WORK INSTRUCTION:
Check the entries below for lines with "ObjectStore"; report only how many there are.

┄┄┄┄┄┄┄┄┄┄┄┄┄┄┄┄┄┄┄┄

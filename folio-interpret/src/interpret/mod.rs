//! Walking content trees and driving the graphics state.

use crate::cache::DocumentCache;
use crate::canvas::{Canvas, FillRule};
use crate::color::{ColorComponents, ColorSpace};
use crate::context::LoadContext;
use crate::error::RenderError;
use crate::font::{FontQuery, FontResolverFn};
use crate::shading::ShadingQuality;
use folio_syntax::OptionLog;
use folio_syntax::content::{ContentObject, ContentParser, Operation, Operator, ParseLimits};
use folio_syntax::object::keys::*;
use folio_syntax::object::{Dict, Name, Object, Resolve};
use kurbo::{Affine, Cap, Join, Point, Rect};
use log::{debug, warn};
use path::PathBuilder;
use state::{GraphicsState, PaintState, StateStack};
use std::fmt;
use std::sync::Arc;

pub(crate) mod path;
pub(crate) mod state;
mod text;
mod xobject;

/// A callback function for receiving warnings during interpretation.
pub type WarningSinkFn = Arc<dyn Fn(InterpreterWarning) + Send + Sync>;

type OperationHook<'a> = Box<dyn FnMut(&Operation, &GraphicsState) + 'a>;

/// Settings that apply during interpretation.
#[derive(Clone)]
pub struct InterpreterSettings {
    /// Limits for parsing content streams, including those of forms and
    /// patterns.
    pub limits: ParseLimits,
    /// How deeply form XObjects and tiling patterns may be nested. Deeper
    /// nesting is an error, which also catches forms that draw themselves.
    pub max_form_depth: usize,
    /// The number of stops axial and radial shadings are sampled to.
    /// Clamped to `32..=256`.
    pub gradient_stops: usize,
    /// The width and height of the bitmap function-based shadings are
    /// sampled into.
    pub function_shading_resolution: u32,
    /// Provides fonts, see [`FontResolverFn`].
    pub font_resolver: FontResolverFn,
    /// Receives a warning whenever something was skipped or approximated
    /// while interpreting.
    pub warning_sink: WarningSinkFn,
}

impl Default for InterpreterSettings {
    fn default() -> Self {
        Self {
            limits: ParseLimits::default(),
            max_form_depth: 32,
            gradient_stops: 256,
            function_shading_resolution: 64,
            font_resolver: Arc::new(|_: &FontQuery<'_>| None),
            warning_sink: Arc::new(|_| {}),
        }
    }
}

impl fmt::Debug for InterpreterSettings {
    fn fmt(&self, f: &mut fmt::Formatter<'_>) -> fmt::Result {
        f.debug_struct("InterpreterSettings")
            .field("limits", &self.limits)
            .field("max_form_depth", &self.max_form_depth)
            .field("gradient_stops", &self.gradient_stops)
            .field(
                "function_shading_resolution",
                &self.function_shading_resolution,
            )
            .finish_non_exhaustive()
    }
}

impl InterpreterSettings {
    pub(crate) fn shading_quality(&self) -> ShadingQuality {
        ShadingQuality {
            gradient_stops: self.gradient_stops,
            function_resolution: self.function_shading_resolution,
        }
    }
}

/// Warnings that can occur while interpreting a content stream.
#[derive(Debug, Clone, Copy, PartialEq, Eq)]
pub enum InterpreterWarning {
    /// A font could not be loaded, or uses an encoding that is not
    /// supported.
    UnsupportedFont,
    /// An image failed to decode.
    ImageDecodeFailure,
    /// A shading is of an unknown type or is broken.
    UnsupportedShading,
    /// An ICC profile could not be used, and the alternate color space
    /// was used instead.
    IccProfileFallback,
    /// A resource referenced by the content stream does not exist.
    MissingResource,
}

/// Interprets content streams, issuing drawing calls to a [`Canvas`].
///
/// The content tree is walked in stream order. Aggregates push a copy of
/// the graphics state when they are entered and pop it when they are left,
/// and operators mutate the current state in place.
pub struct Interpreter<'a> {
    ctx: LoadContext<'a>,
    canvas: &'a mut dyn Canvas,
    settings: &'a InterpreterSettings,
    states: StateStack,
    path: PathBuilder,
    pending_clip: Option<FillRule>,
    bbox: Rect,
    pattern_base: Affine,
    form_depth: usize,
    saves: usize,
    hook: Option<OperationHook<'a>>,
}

┄┄┄┄┄┄┄┄┄┄┄┄┄┄┄┄┄┄┄┄

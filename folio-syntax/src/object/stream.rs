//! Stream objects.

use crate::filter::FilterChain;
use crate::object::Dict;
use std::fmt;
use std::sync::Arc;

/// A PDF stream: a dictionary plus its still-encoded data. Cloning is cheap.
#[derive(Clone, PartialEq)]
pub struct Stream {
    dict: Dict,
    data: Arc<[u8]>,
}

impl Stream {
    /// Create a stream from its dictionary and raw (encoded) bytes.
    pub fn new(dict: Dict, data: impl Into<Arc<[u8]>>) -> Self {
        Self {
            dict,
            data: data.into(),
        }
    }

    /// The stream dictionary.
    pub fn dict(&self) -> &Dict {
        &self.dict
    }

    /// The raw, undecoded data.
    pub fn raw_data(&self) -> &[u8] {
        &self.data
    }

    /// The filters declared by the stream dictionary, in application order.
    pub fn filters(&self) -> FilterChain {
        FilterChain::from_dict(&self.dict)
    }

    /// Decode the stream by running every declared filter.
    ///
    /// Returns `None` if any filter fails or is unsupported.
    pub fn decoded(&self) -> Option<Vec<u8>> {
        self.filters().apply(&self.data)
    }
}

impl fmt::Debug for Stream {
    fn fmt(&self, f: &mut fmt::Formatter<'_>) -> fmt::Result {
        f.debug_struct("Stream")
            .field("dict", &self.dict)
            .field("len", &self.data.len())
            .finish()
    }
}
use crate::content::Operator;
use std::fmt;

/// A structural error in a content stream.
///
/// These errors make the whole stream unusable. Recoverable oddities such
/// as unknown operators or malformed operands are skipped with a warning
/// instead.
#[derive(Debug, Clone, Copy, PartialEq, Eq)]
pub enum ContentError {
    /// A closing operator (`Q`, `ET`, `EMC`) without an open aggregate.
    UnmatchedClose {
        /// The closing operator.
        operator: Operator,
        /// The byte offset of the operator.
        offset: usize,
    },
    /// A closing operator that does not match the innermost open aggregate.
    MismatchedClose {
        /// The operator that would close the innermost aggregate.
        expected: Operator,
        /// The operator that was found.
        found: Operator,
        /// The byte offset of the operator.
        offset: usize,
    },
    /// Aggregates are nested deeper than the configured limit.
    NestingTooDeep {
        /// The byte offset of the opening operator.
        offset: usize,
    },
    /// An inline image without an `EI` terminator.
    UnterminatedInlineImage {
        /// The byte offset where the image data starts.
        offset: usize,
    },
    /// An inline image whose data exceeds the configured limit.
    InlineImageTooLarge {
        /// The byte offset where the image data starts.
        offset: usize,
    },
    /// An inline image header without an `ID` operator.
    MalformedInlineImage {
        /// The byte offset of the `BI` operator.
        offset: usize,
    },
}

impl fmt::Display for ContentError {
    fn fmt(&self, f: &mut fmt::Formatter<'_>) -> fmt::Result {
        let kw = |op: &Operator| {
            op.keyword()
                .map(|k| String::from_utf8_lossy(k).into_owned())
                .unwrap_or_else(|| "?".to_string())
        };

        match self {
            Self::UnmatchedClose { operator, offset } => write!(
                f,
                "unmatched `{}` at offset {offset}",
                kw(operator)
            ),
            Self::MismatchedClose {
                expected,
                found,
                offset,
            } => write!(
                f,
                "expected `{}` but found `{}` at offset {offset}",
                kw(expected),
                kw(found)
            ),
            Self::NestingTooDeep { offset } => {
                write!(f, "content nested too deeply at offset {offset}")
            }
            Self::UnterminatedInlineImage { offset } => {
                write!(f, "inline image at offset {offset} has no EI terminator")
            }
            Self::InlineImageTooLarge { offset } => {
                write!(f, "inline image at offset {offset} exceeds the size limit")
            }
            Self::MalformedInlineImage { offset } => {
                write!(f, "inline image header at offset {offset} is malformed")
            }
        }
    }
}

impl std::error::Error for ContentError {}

┄┄┄┄┄┄┄┄┄┄┄┄┄┄┄┄┄┄┄┄

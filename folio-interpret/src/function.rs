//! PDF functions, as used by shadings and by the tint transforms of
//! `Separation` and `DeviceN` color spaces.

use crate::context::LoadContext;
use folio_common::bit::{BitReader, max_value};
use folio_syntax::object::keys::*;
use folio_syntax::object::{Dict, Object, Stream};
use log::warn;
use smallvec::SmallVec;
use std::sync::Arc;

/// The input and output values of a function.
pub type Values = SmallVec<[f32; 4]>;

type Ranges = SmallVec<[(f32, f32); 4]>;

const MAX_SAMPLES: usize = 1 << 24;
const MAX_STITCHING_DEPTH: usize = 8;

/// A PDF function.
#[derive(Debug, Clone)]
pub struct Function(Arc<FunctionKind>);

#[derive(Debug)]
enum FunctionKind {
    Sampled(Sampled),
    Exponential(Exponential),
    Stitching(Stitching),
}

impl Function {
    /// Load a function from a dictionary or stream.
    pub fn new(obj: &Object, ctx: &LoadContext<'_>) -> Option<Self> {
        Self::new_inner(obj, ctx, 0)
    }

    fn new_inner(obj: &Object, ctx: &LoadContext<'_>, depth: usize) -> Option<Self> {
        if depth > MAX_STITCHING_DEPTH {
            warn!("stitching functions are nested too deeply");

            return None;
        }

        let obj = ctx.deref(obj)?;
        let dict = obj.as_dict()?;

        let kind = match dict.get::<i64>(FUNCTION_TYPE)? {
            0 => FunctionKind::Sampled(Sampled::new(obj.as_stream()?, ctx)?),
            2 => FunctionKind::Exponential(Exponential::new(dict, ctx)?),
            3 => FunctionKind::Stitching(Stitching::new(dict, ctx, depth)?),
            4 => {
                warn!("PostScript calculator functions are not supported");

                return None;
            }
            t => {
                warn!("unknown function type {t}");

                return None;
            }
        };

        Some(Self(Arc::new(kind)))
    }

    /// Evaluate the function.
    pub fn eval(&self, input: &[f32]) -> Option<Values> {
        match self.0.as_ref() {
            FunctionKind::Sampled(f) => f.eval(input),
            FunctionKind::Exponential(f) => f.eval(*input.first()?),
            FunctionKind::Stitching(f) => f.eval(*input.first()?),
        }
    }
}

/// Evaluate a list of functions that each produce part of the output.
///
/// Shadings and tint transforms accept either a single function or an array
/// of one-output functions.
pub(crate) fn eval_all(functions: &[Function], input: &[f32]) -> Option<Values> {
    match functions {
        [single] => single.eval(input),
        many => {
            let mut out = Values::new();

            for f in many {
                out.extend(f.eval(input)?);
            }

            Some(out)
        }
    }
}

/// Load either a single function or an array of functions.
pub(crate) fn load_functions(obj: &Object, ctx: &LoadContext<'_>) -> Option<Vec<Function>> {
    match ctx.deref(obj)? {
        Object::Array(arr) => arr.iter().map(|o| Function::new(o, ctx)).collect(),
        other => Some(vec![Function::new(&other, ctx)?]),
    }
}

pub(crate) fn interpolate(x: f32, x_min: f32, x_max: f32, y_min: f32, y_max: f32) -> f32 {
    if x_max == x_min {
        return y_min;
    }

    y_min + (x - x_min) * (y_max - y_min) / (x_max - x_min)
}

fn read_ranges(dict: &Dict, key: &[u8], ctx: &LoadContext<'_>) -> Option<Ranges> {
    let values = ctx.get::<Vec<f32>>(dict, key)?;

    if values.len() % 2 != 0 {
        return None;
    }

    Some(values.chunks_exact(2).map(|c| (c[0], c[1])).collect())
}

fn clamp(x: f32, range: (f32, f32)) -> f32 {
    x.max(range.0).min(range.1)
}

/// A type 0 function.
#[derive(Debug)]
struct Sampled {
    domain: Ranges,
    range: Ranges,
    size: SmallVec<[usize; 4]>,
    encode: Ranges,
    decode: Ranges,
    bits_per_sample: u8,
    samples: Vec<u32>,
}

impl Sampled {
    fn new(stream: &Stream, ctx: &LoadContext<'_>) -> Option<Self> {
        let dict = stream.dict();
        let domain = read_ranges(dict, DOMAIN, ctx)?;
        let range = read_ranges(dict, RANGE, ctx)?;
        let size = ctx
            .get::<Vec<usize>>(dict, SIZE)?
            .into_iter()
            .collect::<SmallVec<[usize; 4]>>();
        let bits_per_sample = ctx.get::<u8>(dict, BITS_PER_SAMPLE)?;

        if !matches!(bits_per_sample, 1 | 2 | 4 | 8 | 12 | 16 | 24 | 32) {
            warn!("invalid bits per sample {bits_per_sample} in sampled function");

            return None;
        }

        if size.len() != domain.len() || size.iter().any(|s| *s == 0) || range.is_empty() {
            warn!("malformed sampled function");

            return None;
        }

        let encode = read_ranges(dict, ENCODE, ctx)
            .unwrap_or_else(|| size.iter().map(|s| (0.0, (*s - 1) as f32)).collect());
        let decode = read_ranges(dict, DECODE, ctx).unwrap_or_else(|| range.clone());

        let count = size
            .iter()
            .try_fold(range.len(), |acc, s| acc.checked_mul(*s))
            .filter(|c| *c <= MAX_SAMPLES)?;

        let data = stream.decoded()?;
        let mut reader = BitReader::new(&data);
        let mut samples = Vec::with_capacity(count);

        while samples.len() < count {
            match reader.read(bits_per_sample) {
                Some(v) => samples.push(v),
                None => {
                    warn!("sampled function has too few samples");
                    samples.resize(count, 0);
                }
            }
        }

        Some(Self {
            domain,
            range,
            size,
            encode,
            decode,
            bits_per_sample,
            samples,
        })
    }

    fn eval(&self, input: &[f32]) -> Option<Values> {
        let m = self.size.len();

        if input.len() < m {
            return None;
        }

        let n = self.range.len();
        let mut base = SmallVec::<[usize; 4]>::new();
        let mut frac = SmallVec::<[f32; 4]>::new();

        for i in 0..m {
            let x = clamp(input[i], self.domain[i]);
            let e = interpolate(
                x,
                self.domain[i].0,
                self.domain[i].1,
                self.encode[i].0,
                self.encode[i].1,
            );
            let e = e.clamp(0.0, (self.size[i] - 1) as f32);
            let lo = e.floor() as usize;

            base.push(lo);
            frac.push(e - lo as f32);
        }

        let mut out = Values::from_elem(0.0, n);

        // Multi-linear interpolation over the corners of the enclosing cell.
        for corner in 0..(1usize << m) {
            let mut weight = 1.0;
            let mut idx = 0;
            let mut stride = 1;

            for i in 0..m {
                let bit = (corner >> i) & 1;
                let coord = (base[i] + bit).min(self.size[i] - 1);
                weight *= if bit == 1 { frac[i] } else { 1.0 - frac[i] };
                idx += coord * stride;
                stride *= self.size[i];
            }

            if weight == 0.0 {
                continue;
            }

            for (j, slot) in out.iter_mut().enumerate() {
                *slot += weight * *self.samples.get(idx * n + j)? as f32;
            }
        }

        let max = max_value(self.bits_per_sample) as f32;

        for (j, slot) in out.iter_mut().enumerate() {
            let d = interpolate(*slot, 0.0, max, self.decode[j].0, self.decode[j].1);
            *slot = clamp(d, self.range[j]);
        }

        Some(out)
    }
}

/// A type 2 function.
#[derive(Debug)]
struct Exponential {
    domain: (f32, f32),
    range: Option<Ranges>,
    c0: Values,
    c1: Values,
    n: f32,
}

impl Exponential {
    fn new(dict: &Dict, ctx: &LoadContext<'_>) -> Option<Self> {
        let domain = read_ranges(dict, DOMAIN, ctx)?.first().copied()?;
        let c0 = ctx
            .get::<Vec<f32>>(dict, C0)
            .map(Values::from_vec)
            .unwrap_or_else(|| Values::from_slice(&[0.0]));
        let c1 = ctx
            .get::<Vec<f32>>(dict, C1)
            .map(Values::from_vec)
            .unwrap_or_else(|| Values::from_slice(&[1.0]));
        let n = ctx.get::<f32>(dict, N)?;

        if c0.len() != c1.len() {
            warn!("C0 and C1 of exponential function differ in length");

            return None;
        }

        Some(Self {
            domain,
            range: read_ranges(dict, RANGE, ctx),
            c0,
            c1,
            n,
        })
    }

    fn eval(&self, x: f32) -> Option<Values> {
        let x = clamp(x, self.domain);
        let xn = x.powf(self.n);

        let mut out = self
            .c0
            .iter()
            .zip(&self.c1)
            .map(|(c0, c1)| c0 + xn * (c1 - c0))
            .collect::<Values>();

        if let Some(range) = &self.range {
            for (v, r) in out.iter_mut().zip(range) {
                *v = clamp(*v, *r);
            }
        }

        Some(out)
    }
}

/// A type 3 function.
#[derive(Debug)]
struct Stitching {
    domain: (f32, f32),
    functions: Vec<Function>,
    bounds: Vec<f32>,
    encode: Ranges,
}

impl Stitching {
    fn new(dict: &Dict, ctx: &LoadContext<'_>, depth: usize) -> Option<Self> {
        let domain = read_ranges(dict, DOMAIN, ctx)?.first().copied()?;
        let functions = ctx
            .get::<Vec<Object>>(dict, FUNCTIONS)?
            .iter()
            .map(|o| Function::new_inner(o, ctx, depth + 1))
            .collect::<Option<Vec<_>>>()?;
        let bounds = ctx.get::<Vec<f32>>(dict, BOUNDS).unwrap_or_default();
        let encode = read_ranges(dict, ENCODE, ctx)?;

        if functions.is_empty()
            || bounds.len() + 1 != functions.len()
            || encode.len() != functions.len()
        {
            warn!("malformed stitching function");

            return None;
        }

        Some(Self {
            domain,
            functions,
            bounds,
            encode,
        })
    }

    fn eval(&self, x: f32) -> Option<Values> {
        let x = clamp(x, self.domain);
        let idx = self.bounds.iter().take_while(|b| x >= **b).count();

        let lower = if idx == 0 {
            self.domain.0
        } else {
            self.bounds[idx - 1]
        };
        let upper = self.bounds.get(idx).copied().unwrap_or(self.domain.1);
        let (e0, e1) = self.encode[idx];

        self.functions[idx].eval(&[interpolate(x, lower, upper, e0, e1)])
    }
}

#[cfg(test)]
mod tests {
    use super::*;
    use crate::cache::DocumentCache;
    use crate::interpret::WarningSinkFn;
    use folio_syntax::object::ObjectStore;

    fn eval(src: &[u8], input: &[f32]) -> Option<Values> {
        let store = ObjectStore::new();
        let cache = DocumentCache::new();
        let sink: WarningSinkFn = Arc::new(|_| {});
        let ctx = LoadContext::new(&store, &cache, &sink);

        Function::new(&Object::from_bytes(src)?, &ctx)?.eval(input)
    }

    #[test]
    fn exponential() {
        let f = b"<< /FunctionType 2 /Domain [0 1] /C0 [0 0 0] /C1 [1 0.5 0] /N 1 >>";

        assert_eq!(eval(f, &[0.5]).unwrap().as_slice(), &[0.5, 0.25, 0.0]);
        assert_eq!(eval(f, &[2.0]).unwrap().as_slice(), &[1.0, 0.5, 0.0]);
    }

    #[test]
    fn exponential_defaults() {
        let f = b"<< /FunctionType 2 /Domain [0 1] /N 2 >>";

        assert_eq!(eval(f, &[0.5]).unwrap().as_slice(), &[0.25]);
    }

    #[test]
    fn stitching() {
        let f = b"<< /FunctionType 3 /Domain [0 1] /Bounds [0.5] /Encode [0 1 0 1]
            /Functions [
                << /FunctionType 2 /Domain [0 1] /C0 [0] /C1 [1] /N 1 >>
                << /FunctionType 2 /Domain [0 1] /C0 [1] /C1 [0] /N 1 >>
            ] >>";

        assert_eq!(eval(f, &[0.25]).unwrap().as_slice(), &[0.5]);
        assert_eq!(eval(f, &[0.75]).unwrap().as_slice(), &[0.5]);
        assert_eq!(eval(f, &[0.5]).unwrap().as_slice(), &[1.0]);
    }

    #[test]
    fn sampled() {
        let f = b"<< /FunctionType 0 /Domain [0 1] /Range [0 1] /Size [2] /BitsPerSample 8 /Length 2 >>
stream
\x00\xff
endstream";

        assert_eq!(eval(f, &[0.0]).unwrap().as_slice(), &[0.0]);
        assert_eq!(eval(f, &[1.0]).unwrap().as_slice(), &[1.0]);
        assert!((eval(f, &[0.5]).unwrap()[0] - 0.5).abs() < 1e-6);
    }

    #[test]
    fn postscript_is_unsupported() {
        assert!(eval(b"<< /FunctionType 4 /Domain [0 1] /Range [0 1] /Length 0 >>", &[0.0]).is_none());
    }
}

┄┄┄┄┄┄┄┄┄┄┄┄┄┄┄┄┄┄┄┄

EXERCISE RESPONSE:
2